TASK DIRECTIONS: Copy out each line featuring the string "link" from the entries beneath.

DATA RECORDS:
· · · · · · ·

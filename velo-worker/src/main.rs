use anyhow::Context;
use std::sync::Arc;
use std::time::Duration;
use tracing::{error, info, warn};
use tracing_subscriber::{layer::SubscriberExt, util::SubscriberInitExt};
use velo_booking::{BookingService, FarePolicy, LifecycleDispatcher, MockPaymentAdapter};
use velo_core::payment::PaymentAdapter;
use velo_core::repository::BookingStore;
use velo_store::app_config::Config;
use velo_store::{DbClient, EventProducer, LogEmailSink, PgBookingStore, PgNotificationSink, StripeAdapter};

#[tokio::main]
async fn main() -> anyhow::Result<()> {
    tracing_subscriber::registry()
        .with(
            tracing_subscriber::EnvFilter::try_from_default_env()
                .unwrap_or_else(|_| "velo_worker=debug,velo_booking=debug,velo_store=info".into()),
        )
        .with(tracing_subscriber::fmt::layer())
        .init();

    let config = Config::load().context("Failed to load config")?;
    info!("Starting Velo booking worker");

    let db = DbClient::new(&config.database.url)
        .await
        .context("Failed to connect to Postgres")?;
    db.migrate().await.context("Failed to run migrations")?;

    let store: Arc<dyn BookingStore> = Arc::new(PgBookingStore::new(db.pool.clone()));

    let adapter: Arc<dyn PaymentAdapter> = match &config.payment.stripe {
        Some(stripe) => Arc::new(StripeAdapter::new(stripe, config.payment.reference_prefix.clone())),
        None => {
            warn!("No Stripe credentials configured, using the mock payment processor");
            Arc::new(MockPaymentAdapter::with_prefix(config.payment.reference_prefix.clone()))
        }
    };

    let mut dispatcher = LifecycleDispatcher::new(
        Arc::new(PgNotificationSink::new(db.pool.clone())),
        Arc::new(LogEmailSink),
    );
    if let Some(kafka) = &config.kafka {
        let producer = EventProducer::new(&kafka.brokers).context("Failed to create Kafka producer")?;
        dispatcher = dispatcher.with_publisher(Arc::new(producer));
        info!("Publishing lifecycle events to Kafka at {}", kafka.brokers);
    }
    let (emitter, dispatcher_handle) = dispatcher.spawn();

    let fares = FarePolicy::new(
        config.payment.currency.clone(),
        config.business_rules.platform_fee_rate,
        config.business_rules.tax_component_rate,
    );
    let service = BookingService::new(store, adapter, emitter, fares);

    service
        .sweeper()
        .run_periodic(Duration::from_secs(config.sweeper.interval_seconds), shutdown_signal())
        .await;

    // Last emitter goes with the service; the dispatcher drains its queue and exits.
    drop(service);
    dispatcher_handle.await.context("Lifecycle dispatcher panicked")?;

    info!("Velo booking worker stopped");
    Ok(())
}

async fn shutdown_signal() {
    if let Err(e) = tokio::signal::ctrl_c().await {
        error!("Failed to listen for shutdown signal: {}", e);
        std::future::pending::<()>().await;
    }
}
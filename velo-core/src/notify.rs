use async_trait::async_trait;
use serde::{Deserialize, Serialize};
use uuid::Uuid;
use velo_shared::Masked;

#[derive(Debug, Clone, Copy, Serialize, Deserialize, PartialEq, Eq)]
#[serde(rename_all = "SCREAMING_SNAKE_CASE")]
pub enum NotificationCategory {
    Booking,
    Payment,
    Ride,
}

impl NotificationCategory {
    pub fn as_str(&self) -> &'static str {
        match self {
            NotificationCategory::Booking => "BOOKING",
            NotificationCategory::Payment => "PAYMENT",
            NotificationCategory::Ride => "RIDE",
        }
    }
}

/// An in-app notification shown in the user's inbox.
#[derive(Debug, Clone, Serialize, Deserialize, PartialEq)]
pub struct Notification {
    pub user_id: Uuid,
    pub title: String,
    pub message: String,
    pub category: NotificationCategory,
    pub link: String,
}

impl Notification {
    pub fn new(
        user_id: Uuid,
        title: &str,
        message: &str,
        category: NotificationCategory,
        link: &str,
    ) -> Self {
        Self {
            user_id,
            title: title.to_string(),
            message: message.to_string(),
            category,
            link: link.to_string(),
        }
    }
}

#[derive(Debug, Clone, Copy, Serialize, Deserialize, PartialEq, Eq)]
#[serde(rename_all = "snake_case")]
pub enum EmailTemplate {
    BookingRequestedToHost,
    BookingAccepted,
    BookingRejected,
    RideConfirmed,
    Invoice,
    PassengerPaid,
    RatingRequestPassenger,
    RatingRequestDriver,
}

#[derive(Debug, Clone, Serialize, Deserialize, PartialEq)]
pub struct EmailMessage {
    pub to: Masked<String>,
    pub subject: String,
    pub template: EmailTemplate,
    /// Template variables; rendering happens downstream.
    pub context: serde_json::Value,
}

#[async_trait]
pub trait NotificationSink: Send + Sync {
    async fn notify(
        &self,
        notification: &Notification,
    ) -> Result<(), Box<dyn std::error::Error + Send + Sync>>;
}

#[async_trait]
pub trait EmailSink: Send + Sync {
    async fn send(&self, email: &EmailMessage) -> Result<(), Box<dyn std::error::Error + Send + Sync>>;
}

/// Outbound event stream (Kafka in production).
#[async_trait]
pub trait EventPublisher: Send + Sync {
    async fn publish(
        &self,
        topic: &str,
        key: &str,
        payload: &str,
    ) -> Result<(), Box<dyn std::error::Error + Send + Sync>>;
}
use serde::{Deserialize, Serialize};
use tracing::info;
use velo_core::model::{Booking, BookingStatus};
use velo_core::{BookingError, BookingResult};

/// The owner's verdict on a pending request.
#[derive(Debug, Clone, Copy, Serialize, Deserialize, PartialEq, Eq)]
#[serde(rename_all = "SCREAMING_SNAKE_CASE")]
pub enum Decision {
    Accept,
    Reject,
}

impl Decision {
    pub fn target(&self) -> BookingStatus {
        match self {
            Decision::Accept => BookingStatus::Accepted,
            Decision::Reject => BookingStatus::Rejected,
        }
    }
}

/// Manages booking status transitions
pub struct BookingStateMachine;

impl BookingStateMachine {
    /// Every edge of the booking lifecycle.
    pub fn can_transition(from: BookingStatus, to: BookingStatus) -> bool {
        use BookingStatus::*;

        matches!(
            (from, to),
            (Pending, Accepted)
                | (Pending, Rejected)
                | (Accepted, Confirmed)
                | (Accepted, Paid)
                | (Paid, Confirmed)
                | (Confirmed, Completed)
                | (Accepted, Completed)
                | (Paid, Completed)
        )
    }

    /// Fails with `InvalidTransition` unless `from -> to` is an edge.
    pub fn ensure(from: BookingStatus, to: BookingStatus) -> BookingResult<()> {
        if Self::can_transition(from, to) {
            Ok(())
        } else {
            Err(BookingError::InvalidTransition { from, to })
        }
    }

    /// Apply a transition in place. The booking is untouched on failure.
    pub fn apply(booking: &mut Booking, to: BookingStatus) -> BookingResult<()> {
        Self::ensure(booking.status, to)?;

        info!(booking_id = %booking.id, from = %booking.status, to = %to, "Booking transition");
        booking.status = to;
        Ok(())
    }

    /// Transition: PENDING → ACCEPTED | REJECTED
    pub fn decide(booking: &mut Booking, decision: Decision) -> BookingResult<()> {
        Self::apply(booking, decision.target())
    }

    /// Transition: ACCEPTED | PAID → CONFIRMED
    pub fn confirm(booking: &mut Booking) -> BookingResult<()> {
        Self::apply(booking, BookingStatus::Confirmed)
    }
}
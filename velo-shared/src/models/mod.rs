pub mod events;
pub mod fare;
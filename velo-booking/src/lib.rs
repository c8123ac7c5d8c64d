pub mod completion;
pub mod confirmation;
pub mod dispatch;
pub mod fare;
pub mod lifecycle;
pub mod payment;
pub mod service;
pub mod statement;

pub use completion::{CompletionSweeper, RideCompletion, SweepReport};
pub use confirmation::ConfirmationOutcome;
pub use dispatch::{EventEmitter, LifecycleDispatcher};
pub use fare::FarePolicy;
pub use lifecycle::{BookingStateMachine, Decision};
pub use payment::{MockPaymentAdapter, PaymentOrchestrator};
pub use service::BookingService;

· · · · · · ·

SOLVED EXERCISE:
    pub link: String,
        link: &str,
            link: link.to_string(),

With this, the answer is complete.